For text I suggest: Ollama backend - command line interface, very easy to download models with one line of code. Supports most models and you can talk with the model inside the terminal so it's stand alone OpenWebUI - easy install with docker and is meant to work easily with ollama. Comes with web search features and uploading pdfs. A bunch of different community tools and modules are available.

For img I suggest either: Automatic1111 - Traditional UI using gradio. Lots of extras you can download through the UI to do different things. ComfyUI - Node based UI, a bit more complicated but more powerful than automatic1111

For models, you can go on civitai and just download whatever you need and drop it into their respective folders for both auto and comfy.

For text, there's also LMStudio which is very user friendly. It is closed source and much slower than ollama from my experience though. I have a 4060 in my laptop (8gb VRAM) and I'm getting an image every 2 secs about using stable diffusion 1.5 models and text speed is on par with chatgpt with the smaller 8b-9b model. For text I suggest gemma2 which is probably the best small model out right now.

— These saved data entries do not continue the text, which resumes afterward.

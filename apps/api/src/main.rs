mod config;
mod db;
mod engine;
mod errors;
mod models;
mod offers;
mod routes;
mod state;
mod store;
mod templates;

use anyhow::Result;
use aws_config::Region;
use aws_sdk_s3::config::Credentials;
use std::net::SocketAddr;
use tower::ServiceBuilder;
use tower_http::{cors::CorsLayer, trace::TraceLayer};
use tracing::info;
use tracing_subscriber::{layer::SubscriberExt, util::SubscriberInitExt, EnvFilter};

use std::sync::Arc;

use crate::config::Config;
use crate::db::create_pool;
use crate::offers::dispatch::S3RedisDispatcher;
use crate::routes::build_router;
use crate::state::AppState;
use crate::store::postgres::PgOfferStore;

#[tokio::main]
async fn main() -> Result<()> {
    // Load configuration first (fails on missing required env vars)
    let config = Config::from_env()?;

    // Initialize structured logging
    tracing_subscriber::registry()
        .with(EnvFilter::try_from_default_env().unwrap_or_else(|_| {
            EnvFilter::new(format!(
                "{}={}",
                env!("CARGO_PKG_NAME").replace('-', "_"),
                &config.rust_log
            ))
        }))
        .with(tracing_subscriber::fmt::layer())
        .init();

    info!("Starting Offer API v{}", env!("CARGO_PKG_VERSION"));

    // Initialize PostgreSQL (runs migrations)
    let db = create_pool(&config.database_url).await?;
    let store = Arc::new(PgOfferStore::new(db));

    // Initialize Redis
    let redis = redis::Client::open(config.redis_url.clone())?;
    info!("Redis client initialized (dispatch queue: {})", config.dispatch_queue);

    // Initialize S3 / MinIO
    let s3 = build_s3_client(&config).await;
    info!("S3 client initialized (bucket: {})", config.s3_bucket);

    let dispatcher = Arc::new(S3RedisDispatcher::new(
        s3,
        redis,
        config.s3_bucket.clone(),
        config.dispatch_queue.clone(),
    ));

    let state = AppState {
        store,
        dispatcher,
        config: config.clone(),
    };

    let app = build_router(state).layer(
        ServiceBuilder::new()
            .layer(TraceLayer::new_for_http())
            .layer(CorsLayer::permissive()),
    );

    let addr: SocketAddr = format!("0.0.0.0:{}", config.port).parse()?;
    info!("Listening on {addr}");

    let listener = tokio::net::TcpListener::bind(addr).await?;
    axum::serve(listener, app).await?;

    Ok(())
}

/// Constructs an S3 client configured for MinIO (local) or AWS (production).
async fn build_s3_client(config: &Config) -> aws_sdk_s3::Client {
    let credentials = Credentials::new(
        &config.aws_access_key_id,
        &config.aws_secret_access_key,
        None,
        None,
        "offer-api-static",
    );

    let s3_config = aws_config::defaults(aws_config::BehaviorVersion::latest())
        .region(Region::new("us-east-1"))
        .credentials_provider(credentials)
        .endpoint_url(&config.s3_endpoint)
        .load()
        .await;

    let s3_config = aws_sdk_s3::config::Builder::from(&s3_config)
        .force_path_style(true)
        .build();
    aws_sdk_s3::Client::from_conf(s3_config)
}
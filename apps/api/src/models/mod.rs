pub mod company;
pub mod offer;
pub mod template;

[–] [email protected] 1 points 3 months ago (1 children)

Do you have 24gb GPU.

If so.. Then you can get decent results from running local models

[–] [email protected] 5 points 3 months ago

You can get decent results with much less these days, actually. I don't have personal experience (I do have a 24GB GPU) but the open source community has put a lot of work into getting models to run on lower-spec machines. Aim for smaller models (8B parameters is common) and low quantization (the values of the parameters get squished into smaller numbers of bits). It's slower and the results can be of noticeably lower quality but I've seen people talk about usable LLMs running CPU-only.

[–] [email protected] 8 points 3 months ago* (last edited 3 months ago) (1 children)

Local LLMs can be compressed to fit on consumer hardware. Model formats like GUFF and Exl2 can be loaded up with a offline hosted API like KobaldCPP or Oobabooga. These formats lose resolution from the full floating point model and become "dumber" but it's good enough for many uses.

Also noting these models are like, 7, 11, 20 Billion parameters while hosted models like ChatGPT run closer to 8x220 Billion

[–] [email protected] 4 points 3 months ago (1 children)

Though bear in mind that parameter count alone is not the only measure of a model's quality. There's been a lot of work done over the past year or two on getting better results from the same or smaller parameter counts, lots of discoveries have been made on how to train better and run inferencing better. The old ChatGPT3 from back at the dawn of all this was really big and was trained on a huge number of tokens but nowadays the small downloadable models fine-tuned by hobbyists would compete with it handily.

[–] [email protected] 1 points 3 months ago (1 children)

Agreed, especially true with Llama3 their 7b model is extremely competitive.

[–] [email protected] 4 points 3 months ago (2 children)

Makes it all the more amusing how OpenAI staff were fretting about how GPT-2 was "too dangerous to release" back in the day. Nowadays that class of LLM is a mere toy.

[–] [email protected] 2 points 3 months ago

They were fretting about it until their morals went out the door for money.

[–] [email protected] 2 points 3 months ago

Whenever these corps talk up the danger of AI, all I think is "nice marketing dept bro"

[–] [email protected] 20 points 3 months ago

Stable Diffusion (AI image generation) runs fully locally. The models (the datasets you're referring to) are generally around 3GB in size. It's more about the processing power needed for it to run (it's very GPU-intensive) than the storage size on disk.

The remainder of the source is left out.